WORK INSTRUCTIONS: Go line by line through the listing below and copy those that hold "find".
--------------------
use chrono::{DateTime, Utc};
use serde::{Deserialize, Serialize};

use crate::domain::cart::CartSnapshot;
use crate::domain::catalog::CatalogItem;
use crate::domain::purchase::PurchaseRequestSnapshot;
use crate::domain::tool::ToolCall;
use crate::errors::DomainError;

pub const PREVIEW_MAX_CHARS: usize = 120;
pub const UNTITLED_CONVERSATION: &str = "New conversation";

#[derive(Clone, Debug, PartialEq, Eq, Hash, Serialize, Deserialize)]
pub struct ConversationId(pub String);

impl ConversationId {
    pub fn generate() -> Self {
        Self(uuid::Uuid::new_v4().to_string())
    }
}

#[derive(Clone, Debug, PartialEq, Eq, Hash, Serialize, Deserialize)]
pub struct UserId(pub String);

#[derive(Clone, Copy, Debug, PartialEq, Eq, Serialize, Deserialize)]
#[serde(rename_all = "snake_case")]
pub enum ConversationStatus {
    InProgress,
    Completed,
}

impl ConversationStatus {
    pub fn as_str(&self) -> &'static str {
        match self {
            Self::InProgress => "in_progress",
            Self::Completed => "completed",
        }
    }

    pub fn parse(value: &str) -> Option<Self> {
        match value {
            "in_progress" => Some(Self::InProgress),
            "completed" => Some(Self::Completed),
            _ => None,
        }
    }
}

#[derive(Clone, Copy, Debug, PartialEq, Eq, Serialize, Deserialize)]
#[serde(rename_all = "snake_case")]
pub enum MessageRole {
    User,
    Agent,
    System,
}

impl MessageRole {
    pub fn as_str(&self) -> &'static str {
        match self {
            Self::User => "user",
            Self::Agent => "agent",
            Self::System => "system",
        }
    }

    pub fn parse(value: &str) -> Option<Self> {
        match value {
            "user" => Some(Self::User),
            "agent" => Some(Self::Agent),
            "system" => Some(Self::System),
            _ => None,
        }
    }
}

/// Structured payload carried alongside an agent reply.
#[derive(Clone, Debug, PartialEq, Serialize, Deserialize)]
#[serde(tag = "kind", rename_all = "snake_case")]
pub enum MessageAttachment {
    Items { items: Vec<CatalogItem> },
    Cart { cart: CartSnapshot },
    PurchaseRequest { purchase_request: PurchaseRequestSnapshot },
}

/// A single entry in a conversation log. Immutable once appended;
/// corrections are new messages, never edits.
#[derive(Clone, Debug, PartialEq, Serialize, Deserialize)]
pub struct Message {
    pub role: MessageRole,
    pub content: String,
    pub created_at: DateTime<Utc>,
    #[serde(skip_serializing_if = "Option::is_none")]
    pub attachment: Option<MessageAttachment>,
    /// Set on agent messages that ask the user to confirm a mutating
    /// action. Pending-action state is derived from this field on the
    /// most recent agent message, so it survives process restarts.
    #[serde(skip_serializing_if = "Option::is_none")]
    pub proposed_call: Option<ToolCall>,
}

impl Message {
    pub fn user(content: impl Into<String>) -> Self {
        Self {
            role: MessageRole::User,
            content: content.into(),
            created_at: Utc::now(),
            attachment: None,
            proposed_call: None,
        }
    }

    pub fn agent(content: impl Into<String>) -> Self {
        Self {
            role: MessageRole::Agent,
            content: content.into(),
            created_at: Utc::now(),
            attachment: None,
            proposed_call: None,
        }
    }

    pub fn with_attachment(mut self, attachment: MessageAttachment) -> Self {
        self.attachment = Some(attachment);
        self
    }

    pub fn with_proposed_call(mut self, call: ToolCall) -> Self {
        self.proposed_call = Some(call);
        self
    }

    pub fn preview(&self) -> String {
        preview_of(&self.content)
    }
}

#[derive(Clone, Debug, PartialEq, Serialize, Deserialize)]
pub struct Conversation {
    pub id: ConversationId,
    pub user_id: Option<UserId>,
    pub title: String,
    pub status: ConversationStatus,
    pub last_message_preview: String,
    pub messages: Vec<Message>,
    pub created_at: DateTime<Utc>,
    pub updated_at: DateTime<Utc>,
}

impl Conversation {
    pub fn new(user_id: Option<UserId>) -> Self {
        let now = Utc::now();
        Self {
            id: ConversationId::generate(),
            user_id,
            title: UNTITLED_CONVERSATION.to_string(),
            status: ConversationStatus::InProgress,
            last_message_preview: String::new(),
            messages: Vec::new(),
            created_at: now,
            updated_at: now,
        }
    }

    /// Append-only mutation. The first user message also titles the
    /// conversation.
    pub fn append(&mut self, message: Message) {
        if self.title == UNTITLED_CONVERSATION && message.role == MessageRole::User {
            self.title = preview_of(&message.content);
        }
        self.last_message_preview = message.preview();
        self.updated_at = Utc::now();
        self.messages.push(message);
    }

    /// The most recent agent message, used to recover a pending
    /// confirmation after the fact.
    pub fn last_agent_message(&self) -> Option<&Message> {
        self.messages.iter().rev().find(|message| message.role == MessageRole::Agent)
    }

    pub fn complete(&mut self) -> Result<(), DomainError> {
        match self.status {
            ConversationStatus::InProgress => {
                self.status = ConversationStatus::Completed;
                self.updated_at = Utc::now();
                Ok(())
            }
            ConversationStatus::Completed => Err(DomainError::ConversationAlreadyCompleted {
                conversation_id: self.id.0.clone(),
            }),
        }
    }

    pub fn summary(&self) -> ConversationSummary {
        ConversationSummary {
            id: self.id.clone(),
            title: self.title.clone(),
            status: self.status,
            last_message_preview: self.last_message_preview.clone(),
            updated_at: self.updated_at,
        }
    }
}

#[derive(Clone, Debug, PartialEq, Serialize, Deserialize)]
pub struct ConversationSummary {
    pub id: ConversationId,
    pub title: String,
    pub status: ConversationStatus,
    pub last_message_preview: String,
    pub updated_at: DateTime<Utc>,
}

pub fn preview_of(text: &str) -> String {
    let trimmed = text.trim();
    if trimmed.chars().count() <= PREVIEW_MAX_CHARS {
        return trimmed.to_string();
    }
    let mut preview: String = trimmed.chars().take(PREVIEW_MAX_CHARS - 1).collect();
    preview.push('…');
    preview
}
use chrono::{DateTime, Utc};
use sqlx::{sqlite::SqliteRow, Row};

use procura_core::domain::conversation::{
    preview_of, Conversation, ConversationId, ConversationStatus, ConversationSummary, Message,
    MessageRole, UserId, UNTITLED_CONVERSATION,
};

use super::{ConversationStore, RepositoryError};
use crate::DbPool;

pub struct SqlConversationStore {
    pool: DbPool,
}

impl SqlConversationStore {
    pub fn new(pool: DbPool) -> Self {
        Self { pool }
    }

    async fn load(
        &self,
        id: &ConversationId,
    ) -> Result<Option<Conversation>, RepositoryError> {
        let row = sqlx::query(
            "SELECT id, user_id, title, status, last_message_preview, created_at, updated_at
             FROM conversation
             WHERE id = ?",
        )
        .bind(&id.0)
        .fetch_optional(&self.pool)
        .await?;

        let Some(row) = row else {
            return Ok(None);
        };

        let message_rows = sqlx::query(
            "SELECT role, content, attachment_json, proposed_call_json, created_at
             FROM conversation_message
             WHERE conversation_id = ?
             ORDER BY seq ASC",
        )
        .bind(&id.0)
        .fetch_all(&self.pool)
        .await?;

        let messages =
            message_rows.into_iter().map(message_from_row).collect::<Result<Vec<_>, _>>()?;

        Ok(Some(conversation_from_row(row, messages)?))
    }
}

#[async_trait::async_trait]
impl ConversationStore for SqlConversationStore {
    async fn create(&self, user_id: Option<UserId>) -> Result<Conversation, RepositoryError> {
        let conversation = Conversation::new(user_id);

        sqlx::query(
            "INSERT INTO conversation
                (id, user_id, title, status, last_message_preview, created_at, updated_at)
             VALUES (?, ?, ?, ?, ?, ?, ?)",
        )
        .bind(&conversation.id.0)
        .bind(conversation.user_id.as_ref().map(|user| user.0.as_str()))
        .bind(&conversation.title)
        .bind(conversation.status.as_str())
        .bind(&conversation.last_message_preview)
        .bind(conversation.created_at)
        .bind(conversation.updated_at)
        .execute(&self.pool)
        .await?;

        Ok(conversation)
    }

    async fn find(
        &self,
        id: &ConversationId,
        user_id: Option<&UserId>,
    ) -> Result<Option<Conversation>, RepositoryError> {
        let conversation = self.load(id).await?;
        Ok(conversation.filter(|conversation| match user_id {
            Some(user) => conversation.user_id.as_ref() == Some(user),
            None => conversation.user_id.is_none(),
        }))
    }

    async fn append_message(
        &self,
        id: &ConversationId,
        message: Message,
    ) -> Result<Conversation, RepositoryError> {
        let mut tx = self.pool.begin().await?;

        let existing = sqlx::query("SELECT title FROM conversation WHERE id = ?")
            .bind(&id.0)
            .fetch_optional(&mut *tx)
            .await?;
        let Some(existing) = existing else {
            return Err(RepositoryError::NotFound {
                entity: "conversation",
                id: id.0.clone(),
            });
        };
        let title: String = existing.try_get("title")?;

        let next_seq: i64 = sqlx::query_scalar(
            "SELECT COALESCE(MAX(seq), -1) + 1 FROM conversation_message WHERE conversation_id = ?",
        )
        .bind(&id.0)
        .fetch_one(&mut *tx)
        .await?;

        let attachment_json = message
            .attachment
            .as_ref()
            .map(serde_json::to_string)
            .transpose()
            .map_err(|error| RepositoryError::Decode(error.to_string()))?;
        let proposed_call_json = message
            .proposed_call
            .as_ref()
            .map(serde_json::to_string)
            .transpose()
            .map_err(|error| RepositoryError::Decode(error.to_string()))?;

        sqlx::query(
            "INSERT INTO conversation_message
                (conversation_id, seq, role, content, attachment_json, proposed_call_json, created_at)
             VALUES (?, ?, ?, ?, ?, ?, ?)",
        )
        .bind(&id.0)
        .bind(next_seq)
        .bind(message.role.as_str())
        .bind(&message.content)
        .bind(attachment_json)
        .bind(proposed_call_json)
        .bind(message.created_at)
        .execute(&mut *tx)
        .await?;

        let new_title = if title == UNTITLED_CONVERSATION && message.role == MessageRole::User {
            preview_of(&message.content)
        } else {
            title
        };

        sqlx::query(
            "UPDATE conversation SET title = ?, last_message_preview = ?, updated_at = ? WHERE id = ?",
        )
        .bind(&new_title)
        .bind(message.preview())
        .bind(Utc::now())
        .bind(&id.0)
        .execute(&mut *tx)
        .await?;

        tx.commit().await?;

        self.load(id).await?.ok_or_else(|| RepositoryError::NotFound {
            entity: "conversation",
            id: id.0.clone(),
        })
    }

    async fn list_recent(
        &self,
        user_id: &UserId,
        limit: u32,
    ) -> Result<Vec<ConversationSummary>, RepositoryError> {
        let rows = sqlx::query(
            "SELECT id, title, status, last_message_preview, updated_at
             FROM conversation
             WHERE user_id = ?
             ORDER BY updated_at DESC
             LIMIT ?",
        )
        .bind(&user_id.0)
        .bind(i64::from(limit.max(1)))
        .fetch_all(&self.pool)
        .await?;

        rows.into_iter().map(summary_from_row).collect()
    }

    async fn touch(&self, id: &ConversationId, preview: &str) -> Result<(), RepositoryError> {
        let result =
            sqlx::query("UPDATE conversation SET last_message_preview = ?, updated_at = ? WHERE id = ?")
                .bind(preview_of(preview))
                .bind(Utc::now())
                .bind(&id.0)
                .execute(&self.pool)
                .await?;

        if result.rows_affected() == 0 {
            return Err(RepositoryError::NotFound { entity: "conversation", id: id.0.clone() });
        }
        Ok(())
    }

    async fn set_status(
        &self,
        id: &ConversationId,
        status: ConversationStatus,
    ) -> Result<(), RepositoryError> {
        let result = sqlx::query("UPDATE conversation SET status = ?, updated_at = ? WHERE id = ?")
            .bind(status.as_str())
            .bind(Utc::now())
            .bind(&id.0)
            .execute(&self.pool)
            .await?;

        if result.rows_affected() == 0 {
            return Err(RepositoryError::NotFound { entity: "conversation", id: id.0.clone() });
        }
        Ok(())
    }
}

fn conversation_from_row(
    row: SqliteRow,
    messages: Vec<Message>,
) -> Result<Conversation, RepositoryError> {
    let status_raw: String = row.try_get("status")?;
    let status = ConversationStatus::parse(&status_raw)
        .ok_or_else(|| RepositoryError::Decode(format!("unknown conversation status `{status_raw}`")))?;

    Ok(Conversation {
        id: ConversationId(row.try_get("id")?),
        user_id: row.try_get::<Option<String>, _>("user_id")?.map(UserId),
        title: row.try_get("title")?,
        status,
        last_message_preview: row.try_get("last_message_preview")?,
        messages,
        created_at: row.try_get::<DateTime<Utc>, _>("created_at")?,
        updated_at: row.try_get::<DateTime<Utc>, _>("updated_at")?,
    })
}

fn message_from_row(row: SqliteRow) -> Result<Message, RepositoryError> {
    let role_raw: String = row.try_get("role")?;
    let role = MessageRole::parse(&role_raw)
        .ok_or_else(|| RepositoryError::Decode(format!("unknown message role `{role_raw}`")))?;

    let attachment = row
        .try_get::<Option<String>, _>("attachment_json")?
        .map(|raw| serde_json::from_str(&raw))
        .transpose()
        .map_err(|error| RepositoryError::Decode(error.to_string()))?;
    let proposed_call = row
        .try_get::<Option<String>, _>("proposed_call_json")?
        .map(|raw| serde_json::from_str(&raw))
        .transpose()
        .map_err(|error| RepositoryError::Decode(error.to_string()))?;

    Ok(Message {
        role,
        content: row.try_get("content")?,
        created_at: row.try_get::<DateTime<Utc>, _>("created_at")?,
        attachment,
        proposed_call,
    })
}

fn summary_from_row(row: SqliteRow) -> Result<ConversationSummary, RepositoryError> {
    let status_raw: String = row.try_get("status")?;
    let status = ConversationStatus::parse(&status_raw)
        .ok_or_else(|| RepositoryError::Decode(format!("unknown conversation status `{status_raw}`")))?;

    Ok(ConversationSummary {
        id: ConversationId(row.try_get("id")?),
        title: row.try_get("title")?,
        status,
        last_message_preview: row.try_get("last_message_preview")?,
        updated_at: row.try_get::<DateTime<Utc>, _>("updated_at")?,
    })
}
--------------------
EXERCISE RESULT:
        self.messages.iter().rev().find(|message| message.role == MessageRole::Agent)
    async fn find(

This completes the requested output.